▼

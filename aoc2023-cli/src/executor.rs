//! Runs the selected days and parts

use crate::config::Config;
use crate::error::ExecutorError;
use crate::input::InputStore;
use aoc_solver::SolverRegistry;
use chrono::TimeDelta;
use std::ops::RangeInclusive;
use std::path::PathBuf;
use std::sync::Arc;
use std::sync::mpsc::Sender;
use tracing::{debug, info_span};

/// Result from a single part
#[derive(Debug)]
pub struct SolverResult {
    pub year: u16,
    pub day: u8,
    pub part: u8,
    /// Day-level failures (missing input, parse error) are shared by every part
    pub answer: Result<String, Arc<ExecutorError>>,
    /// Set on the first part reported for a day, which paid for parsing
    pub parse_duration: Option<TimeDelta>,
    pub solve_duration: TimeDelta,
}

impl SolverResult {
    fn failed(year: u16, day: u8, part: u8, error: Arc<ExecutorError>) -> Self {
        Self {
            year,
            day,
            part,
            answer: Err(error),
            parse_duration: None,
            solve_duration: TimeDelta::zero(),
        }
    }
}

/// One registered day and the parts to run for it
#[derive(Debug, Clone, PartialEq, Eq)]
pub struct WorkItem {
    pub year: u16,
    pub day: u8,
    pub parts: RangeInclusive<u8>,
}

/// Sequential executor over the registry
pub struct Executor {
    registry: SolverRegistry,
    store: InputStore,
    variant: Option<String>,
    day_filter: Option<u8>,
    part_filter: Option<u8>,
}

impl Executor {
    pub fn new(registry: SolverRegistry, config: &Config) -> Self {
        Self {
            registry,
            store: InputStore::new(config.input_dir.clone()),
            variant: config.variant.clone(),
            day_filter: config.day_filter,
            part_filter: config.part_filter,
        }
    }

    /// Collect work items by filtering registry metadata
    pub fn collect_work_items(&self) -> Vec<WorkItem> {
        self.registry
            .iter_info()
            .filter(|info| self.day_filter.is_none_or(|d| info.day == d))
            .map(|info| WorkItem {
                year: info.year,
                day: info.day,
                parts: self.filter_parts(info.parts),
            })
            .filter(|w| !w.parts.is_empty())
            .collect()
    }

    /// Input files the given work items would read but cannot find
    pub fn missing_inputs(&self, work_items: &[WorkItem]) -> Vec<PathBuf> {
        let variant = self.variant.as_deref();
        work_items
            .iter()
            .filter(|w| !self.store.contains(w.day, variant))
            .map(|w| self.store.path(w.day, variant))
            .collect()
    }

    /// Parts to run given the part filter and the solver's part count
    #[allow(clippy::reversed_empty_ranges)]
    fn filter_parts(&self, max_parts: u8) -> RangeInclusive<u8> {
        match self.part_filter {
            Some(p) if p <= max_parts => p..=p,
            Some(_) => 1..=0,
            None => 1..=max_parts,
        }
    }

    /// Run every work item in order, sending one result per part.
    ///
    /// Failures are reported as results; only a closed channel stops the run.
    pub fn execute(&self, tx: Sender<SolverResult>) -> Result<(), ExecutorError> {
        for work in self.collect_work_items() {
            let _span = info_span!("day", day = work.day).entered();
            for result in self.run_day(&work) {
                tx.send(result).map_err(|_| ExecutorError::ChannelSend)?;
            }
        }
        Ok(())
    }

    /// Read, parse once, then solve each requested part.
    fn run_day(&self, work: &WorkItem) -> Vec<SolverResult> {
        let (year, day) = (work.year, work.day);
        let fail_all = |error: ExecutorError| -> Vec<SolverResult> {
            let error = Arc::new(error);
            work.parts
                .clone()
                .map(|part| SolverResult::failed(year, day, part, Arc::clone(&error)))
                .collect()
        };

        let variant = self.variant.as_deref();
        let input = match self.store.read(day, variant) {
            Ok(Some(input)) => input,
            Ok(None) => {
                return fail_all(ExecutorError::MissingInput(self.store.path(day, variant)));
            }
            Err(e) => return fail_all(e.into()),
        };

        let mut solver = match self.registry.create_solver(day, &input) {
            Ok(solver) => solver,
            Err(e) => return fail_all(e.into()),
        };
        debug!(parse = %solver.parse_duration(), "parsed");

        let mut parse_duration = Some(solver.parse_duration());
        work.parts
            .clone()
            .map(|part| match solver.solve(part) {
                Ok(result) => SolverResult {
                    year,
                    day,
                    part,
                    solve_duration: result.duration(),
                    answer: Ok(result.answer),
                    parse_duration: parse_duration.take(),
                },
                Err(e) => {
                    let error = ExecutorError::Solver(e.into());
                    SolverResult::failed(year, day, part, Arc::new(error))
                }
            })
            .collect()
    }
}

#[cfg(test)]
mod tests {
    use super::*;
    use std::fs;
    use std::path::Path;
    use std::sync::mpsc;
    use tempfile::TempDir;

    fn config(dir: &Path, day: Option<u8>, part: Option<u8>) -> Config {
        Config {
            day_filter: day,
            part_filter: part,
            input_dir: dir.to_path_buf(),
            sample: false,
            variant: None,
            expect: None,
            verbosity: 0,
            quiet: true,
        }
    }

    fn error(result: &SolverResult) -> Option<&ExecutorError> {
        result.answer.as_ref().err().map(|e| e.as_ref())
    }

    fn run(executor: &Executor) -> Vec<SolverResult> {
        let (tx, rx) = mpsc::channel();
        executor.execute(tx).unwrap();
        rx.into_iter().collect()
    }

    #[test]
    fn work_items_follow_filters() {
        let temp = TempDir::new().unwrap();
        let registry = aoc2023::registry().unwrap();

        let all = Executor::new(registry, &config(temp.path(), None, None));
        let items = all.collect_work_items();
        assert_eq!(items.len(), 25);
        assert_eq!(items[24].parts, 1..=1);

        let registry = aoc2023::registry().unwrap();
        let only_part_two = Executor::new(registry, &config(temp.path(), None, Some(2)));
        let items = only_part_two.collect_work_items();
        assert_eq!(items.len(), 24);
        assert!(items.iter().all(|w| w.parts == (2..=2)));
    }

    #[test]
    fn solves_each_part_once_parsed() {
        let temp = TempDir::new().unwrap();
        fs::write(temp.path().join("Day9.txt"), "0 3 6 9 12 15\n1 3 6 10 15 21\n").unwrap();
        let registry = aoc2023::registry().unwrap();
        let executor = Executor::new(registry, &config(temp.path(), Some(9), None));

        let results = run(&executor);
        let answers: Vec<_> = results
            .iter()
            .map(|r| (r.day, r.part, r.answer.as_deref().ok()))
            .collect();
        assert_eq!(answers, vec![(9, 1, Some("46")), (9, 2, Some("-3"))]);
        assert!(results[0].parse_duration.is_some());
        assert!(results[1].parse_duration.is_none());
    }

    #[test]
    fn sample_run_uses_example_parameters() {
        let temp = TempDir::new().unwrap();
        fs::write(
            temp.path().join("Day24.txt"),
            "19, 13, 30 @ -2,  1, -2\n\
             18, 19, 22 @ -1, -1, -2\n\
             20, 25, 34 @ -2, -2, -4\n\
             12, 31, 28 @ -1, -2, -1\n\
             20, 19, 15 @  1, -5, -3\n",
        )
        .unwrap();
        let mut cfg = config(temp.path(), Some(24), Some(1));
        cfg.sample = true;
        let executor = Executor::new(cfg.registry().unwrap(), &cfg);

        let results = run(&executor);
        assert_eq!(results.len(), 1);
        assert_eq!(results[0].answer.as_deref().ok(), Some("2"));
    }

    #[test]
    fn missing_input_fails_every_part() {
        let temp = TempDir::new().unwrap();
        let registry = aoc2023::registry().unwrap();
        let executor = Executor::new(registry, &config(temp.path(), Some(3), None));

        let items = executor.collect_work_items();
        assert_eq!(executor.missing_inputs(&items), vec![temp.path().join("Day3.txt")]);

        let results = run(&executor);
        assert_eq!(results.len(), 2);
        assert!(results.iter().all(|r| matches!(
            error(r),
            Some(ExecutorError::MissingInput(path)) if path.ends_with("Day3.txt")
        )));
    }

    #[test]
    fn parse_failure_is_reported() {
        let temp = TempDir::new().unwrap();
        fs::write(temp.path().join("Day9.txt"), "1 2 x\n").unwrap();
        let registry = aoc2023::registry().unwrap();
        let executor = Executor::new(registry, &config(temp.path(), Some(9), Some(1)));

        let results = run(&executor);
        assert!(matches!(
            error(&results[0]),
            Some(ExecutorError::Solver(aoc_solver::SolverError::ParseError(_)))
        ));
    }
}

▲
▼

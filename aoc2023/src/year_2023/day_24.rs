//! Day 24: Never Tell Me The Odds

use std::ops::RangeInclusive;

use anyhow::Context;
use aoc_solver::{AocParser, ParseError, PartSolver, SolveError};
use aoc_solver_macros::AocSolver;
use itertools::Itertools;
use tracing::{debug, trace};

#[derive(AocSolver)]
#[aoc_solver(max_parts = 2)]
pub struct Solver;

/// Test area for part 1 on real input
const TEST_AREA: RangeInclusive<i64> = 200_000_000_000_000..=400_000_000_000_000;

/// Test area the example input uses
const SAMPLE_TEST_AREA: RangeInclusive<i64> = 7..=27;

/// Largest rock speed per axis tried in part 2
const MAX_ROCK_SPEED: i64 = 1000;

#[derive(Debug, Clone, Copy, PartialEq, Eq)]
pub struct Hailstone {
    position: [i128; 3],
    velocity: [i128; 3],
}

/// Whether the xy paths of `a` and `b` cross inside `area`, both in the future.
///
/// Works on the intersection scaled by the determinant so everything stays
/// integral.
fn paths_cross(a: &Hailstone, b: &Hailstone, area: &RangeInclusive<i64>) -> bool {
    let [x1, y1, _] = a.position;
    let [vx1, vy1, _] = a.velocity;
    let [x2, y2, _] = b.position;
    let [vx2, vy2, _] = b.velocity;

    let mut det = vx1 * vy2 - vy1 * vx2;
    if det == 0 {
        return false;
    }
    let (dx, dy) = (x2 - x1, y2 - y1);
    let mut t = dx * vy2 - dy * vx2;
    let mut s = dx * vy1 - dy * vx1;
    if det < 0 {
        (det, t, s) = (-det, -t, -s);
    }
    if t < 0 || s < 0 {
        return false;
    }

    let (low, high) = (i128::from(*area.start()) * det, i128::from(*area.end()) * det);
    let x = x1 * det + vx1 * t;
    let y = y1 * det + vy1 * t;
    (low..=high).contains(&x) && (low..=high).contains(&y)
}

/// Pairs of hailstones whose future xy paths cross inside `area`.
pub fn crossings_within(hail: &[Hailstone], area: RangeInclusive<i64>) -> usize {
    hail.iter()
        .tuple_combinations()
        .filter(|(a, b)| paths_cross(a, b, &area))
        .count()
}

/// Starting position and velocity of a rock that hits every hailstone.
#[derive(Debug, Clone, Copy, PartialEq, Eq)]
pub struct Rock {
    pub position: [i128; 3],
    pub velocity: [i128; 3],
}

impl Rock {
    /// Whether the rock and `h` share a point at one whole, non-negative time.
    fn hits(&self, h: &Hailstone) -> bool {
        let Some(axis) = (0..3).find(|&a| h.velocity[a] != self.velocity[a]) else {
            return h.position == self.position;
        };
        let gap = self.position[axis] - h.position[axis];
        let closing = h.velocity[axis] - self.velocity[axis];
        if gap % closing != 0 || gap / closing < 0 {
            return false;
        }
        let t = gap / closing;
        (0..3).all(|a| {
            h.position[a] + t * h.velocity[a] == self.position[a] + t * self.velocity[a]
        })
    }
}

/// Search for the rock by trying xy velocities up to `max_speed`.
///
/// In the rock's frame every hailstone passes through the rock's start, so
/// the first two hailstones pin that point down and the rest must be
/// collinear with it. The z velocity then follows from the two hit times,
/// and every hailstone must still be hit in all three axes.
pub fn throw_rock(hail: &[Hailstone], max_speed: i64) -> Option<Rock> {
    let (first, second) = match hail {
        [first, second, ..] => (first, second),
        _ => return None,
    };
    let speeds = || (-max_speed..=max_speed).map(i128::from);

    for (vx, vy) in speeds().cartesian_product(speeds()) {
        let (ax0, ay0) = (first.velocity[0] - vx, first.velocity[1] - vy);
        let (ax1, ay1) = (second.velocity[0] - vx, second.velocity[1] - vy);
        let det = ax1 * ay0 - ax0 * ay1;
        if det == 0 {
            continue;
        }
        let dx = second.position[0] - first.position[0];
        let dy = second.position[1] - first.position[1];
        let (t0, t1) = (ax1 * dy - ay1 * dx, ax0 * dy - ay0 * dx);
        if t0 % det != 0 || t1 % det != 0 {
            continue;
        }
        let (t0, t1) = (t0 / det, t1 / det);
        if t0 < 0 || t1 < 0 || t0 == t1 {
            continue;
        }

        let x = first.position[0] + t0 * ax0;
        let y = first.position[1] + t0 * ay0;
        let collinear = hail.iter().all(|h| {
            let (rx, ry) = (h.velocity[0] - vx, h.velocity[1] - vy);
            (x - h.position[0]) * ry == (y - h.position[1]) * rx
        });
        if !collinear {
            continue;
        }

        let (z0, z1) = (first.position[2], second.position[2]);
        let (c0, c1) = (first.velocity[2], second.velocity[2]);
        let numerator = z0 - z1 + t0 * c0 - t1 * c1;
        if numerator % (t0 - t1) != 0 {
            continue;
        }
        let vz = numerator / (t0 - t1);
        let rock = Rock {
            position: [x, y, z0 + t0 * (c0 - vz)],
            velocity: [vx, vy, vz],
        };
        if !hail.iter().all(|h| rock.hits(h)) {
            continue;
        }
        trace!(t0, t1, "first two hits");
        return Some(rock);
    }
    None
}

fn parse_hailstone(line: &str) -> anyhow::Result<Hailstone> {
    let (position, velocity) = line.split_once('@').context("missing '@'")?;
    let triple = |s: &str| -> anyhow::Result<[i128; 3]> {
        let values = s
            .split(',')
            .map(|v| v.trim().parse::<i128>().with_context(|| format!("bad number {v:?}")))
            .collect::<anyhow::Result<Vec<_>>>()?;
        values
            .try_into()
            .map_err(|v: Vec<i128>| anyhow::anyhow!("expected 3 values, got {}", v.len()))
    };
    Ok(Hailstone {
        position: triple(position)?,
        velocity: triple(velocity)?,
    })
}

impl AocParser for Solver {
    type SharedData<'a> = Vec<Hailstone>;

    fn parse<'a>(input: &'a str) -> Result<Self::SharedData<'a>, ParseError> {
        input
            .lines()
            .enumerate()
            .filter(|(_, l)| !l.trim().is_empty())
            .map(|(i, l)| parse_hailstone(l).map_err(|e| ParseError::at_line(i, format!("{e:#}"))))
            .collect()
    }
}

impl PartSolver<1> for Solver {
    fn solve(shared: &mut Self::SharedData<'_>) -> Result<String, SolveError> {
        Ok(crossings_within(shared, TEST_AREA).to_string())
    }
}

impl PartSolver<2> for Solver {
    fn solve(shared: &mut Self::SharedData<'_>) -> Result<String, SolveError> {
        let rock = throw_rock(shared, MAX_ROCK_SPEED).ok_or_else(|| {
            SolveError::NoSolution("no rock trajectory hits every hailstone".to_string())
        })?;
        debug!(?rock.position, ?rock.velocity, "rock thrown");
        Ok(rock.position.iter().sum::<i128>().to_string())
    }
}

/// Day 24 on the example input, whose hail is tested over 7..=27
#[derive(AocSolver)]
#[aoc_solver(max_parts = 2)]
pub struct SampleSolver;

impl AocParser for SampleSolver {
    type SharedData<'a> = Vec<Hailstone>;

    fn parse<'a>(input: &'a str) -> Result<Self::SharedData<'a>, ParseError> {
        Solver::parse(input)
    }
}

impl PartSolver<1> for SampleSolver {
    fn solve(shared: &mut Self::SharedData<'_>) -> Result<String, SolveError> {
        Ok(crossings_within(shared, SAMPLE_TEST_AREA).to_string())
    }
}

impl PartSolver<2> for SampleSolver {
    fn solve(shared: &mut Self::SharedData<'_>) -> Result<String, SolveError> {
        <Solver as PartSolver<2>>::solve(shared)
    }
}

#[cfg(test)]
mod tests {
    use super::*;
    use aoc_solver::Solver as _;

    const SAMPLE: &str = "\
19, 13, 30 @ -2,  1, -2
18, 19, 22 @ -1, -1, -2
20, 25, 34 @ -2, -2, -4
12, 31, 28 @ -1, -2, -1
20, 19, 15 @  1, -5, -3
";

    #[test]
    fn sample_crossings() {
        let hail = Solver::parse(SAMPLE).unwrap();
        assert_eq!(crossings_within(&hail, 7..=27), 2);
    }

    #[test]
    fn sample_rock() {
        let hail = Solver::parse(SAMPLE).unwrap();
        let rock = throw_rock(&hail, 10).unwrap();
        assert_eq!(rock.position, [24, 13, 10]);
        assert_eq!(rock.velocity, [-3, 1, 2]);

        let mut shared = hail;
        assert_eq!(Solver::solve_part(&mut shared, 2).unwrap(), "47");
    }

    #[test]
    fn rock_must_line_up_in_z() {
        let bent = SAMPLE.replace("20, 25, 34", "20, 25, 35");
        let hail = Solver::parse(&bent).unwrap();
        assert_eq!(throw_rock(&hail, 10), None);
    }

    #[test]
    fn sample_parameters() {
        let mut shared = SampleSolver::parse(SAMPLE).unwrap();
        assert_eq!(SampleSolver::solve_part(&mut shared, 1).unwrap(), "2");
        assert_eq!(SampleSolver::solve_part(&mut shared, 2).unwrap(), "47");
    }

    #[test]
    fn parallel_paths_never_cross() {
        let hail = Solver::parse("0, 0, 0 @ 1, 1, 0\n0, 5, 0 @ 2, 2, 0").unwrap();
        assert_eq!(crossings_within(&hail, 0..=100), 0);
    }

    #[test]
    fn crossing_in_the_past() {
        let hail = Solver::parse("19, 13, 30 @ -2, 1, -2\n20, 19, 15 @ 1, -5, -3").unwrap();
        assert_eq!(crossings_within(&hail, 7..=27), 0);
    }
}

▲

- [YOUR ASSIGNMENT]:
Pull out the lines above in which the word "given" appears.

- [RESULT BELOW]:
    /// Input files the given work items would read but cannot find
    /// Parts to run given the part filter and the solver's part count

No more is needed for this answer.